Keith was not able to hide these emotions at Tonya’s funeral two days later. “Myself, my brother, my dad, my two uncles and my sister’s partner carried the coffin. It was a massive turnout and the Orwell Wheelers did a guard of honour in their cycling jerseys. I was asked to say a prayer but when I stood up I just broke.”

Less than four months later, Jennifer stood at the altar of a church in the west of Ireland and said her marriage vows to her husband. “We kept the bridal party as it was, there was no replacement bridesmaid for Tonya. We had a candle lit for her all morning but nothing can replace someone’s laugh or smile. All I could think about was she would love this and should be here with me.”

More than 14 months on from her death, Keith is finding his sister’s absence increasingly difficult. “I know people say it gets easier as time goes on but to be honest it’s been the opposite for me. The longer it goes on the harder it gets.

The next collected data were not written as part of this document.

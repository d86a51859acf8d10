use serde::{Deserialize, Serialize};
use std::time::Duration;

#[derive(Debug, Clone, Serialize, Deserialize)]
pub struct ReviewConfig {
    pub base_url: String,
    pub context: ReviewContext,
    #[serde(with = "humantime_serde")]
    pub min_loading: Duration,
    #[serde(with = "humantime_serde")]
    pub notification_duration: Duration,
    #[serde(with = "humantime_serde")]
    pub request_timeout: Duration,
    #[serde(default)]
    pub telemetry_url: Option<String>,
    pub user_agent: String,
}

/// Time window and people a planner run is scoped to. Captured once when the
/// review session starts.
#[derive(Debug, Clone, PartialEq, Eq, Serialize, Deserialize)]
#[serde(rename_all = "camelCase")]
pub struct ReviewContext {
    pub window_start: String,
    pub window_end: String,
    #[serde(default)]
    pub people: Vec<String>,
}

impl ReviewContext {
    /// One-line summary for headers, e.g. `2024-09-02 → 2024-09-16 • Ada, Max`.
    pub fn summary(&self) -> String {
        let names = if self.people.is_empty() {
            "Everyone".to_string()
        } else {
            self.people.join(", ")
        };
        format!("{} → {} • {}", self.window_start, self.window_end, names)
    }
}

#[derive(Debug, Clone, Copy, PartialEq, Eq, Hash, Serialize, Deserialize)]
#[serde(rename_all = "lowercase")]
pub enum ChangeKind {
    Add,
    Move,
    Resize,
    Cancel,
}

impl ChangeKind {
    /// Display order used when grouping changes into sections.
    pub const ALL: [ChangeKind; 4] = [
        ChangeKind::Add,
        ChangeKind::Move,
        ChangeKind::Resize,
        ChangeKind::Cancel,
    ];

    pub fn section_title(self) -> &'static str {
        match self {
            ChangeKind::Add => "Adds",
            ChangeKind::Move => "Moves",
            ChangeKind::Resize => "Resizes",
            ChangeKind::Cancel => "Cancels",
        }
    }

    /// Whether the change carries a before/after pair worth rendering.
    pub fn shows_span(self) -> bool {
        matches!(self, ChangeKind::Move | ChangeKind::Resize)
    }
}

/// One candidate mutation to the schedule.
#[derive(Debug, Clone, PartialEq, Eq, Serialize, Deserialize)]
#[serde(rename_all = "camelCase")]
pub struct ProposedChange {
    pub id: String,
    pub kind: ChangeKind,
    pub label: String,
    #[serde(default, skip_serializing_if = "Option::is_none")]
    pub when: Option<String>,
    #[serde(default, skip_serializing_if = "Option::is_none")]
    pub before: Option<String>,
    #[serde(default, skip_serializing_if = "Option::is_none")]
    pub after: Option<String>,
    #[serde(default, skip_serializing_if = "Option::is_none")]
    pub child: Option<String>,
    #[serde(default, skip_serializing_if = "Option::is_none")]
    pub subject: Option<String>,
    #[serde(default, skip_serializing_if = "Option::is_none")]
    pub plan_id: Option<String>,
}

impl ProposedChange {
    /// Secondary line: `child • subject • when`, skipping missing parts.
    pub fn meta_line(&self) -> String {
        [&self.child, &self.subject, &self.when]
            .into_iter()
            .flatten()
            .map(String::as_str)
            .collect::<Vec<_>>()
            .join(" • ")
    }

    /// `before → after` for moves and resizes, `None` otherwise.
    pub fn span_line(&self) -> Option<String> {
        if !self.kind.shows_span() {
            return None;
        }
        Some(format!(
            "{} → {}",
            self.before.as_deref().unwrap_or("—"),
            self.after.as_deref().unwrap_or("—")
        ))
    }

    /// Copy of this change carrying `plan_id` unless it already names a plan.
    pub fn stamped(&self, plan_id: Option<&str>) -> ProposedChange {
        let mut change = self.clone();
        if change.plan_id.is_none() {
            change.plan_id = plan_id.map(str::to_string);
        }
        change
    }
}

#[derive(Debug, Clone, Default, PartialEq, Serialize, Deserialize)]
#[serde(rename_all = "camelCase")]
pub struct Diagnostics {
    #[serde(default, skip_serializing_if = "Option::is_none")]
    pub utilization_pct: Option<f64>,
    #[serde(default, skip_serializing_if = "Option::is_none")]
    pub idle_blocks: Option<Vec<String>>,
}

/// Outcome of one planner run.
#[derive(Debug, Clone, Default, PartialEq, Serialize, Deserialize)]
#[serde(rename_all = "camelCase")]
pub struct RunResult {
    #[serde(default)]
    pub change_count: usize,
    #[serde(default)]
    pub changes: Vec<ProposedChange>,
    #[serde(default, skip_serializing_if = "Option::is_none")]
    pub suggestions: Option<Vec<String>>,
    #[serde(default, skip_serializing_if = "Option::is_none")]
    pub diagnostics: Option<Diagnostics>,
    #[serde(default, skip_serializing_if = "Option::is_none")]
    pub zero_reason: Option<String>,
    #[serde(default, skip_serializing_if = "Option::is_none")]
    pub plan_id: Option<String>,
}

impl RunResult {
    /// A run "has changes" only when it actually carries some; a positive
    /// `change_count` with an empty list is treated as empty.
    pub fn has_changes(&self) -> bool {
        !self.changes.is_empty()
    }

    pub fn ids(&self) -> impl Iterator<Item = &str> {
        self.changes.iter().map(|c| c.id.as_str())
    }

    pub fn contains(&self, id: &str) -> bool {
        self.changes.iter().any(|c| c.id == id)
    }
}

/// Outcome of one apply call.
#[derive(Debug, Clone, Default, PartialEq, Eq, Serialize, Deserialize)]
pub struct ApplyResult {
    pub applied: usize,
    pub failed: usize,
    /// Ids actually committed. When absent, every submitted id counts as committed.
    #[serde(default, skip_serializing_if = "Option::is_none")]
    pub ids: Option<Vec<String>>,
}

#[cfg(test)]
mod tests {
    use super::*;

    fn change(id: &str, kind: ChangeKind) -> ProposedChange {
        ProposedChange {
            id: id.into(),
            kind,
            label: format!("label {id}"),
            when: None,
            before: None,
            after: None,
            child: None,
            subject: None,
            plan_id: None,
        }
    }

    #[test]
    fn context_summary_defaults_to_everyone() {
        let mut ctx = ReviewContext {
            window_start: "2024-09-02".into(),
            window_end: "2024-09-16".into(),
            people: vec![],
        };
        assert_eq!(ctx.summary(), "2024-09-02 → 2024-09-16 • Everyone");
        ctx.people = vec!["Ada".into(), "Max".into()];
        assert_eq!(ctx.summary(), "2024-09-02 → 2024-09-16 • Ada, Max");
    }

    #[test]
    fn stamping_keeps_existing_plan_id() {
        let mut own = change("a", ChangeKind::Add);
        own.plan_id = Some("own".into());
        assert_eq!(own.stamped(Some("active")).plan_id.as_deref(), Some("own"));

        let bare = change("b", ChangeKind::Add);
        assert_eq!(bare.stamped(Some("active")).plan_id.as_deref(), Some("active"));
        assert_eq!(bare.stamped(None).plan_id, None);
    }

    #[test]
    fn meta_and_span_lines() {
        let mut c = change("m", ChangeKind::Move);
        c.child = Some("Ada".into());
        c.when = Some("Mon 9:00".into());
        c.after = Some("Tue 9:00".into());
        assert_eq!(c.meta_line(), "Ada • Mon 9:00");
        assert_eq!(c.span_line().as_deref(), Some("— → Tue 9:00"));
        assert_eq!(change("x", ChangeKind::Cancel).span_line(), None);
    }

    #[test]
    fn run_result_decodes_camel_case_wire_format() {
        let raw = r#"{
            "changeCount": 1,
            "changes": [{"id": "c1", "kind": "resize", "label": "Math longer", "planId": "p0"}],
            "zeroReason": null,
            "planId": "p1",
            "diagnostics": {"utilizationPct": 72.5}
        }"#;
        let parsed: RunResult = serde_json::from_str(raw).expect("decode");
        assert_eq!(parsed.change_count, 1);
        assert_eq!(parsed.changes[0].kind, ChangeKind::Resize);
        assert_eq!(parsed.changes[0].plan_id.as_deref(), Some("p0"));
        assert_eq!(parsed.plan_id.as_deref(), Some("p1"));
        assert!(parsed.has_changes());
    }

    #[test]
    fn count_without_changes_is_not_has_changes() {
        let r = RunResult {
            change_count: 3,
            ..Default::default()
        };
        assert!(!r.has_changes());
    }
}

“Sometimes I get angry, why would they take her away from me? It still doesn’t feel real.”

Jennifer also struggles to accept that her best friend is no longer a phone call away. “There’s no real logic to it. She was just in the wrong place at the wrong time and in a split second, she was gone. She had all these plans; she was going to buy a house, she wanted to meet a man and travel again. We had so many good times ahead of us.”

“She was a lesson to everybody, she paved her own way and for me she was an inspiration. She did things in her own way and loved life.”